## Work required
Return, exactly as written, every line from the first line of the data below through the line that contains "empty paths, embedded".

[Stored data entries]
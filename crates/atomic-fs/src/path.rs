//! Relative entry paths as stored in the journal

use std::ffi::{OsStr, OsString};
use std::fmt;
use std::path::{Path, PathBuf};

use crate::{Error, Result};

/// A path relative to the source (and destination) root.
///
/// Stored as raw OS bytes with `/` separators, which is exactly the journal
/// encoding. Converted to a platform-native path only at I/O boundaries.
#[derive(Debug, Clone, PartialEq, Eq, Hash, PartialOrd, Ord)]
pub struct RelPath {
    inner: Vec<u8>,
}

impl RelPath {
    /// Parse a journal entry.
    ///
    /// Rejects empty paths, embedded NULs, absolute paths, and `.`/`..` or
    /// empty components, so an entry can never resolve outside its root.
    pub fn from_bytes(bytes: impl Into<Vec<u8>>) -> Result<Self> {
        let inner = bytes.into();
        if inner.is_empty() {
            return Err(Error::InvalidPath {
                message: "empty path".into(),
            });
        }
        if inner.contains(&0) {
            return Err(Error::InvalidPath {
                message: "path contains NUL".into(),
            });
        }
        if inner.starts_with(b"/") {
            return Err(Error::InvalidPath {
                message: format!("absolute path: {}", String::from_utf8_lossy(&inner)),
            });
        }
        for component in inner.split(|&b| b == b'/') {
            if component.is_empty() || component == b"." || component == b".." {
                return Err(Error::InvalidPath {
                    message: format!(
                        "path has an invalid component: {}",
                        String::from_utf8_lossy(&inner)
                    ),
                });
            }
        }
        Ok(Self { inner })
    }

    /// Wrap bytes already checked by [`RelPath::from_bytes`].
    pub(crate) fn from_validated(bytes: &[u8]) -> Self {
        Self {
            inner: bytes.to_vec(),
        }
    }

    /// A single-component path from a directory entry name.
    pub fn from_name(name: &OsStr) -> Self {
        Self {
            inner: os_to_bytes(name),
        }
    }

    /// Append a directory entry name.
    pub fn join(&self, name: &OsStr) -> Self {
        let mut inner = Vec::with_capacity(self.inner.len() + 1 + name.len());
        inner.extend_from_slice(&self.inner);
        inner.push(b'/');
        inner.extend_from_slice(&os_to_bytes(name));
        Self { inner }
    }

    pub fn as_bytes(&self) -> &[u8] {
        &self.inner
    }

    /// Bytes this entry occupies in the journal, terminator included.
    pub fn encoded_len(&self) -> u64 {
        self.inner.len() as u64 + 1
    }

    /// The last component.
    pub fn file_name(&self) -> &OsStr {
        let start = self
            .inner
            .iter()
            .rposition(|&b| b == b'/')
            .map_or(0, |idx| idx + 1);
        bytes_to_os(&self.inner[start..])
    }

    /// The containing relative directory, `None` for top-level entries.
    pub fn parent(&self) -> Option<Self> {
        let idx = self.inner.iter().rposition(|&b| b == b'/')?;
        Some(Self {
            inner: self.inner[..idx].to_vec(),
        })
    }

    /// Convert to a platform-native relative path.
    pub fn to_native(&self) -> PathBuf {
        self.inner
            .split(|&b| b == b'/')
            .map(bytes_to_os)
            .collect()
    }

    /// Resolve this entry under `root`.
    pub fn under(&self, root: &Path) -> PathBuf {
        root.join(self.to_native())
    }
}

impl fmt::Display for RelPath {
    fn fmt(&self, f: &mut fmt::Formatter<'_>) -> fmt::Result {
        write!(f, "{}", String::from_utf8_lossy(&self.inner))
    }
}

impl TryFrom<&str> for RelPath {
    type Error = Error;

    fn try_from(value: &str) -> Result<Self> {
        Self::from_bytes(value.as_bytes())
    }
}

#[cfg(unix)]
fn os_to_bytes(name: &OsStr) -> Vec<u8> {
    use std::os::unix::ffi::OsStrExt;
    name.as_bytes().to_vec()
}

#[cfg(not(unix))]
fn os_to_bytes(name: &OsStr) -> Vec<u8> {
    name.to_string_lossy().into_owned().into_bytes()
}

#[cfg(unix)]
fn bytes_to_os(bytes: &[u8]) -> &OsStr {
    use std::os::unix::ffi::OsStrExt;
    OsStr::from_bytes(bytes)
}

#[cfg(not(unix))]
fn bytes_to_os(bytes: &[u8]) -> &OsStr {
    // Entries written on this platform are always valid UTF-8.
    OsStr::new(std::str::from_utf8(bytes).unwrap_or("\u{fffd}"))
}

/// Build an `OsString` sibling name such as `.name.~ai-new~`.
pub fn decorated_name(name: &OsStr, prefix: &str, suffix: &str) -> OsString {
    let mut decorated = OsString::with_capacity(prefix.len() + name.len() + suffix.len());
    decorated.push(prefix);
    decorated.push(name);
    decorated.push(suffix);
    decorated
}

## Problem solution
filename crates/atomic-fs/src/path.rs
//! Relative entry paths as stored in the journal

use std::ffi::{OsStr, OsString};
use std::fmt;
use std::path::{Path, PathBuf};

use crate::{Error, Result};

/// A path relative to the source (and destination) root.
///
/// Stored as raw OS bytes with `/` separators, which is exactly the journal
/// encoding. Converted to a platform-native path only at I/O boundaries.
#[derive(Debug, Clone, PartialEq, Eq, Hash, PartialOrd, Ord)]
pub struct RelPath {
    inner: Vec<u8>,
}

impl RelPath {
    /// Parse a journal entry.
    ///
    /// Rejects empty paths, embedded NULs, absolute paths, and `.`/`..` or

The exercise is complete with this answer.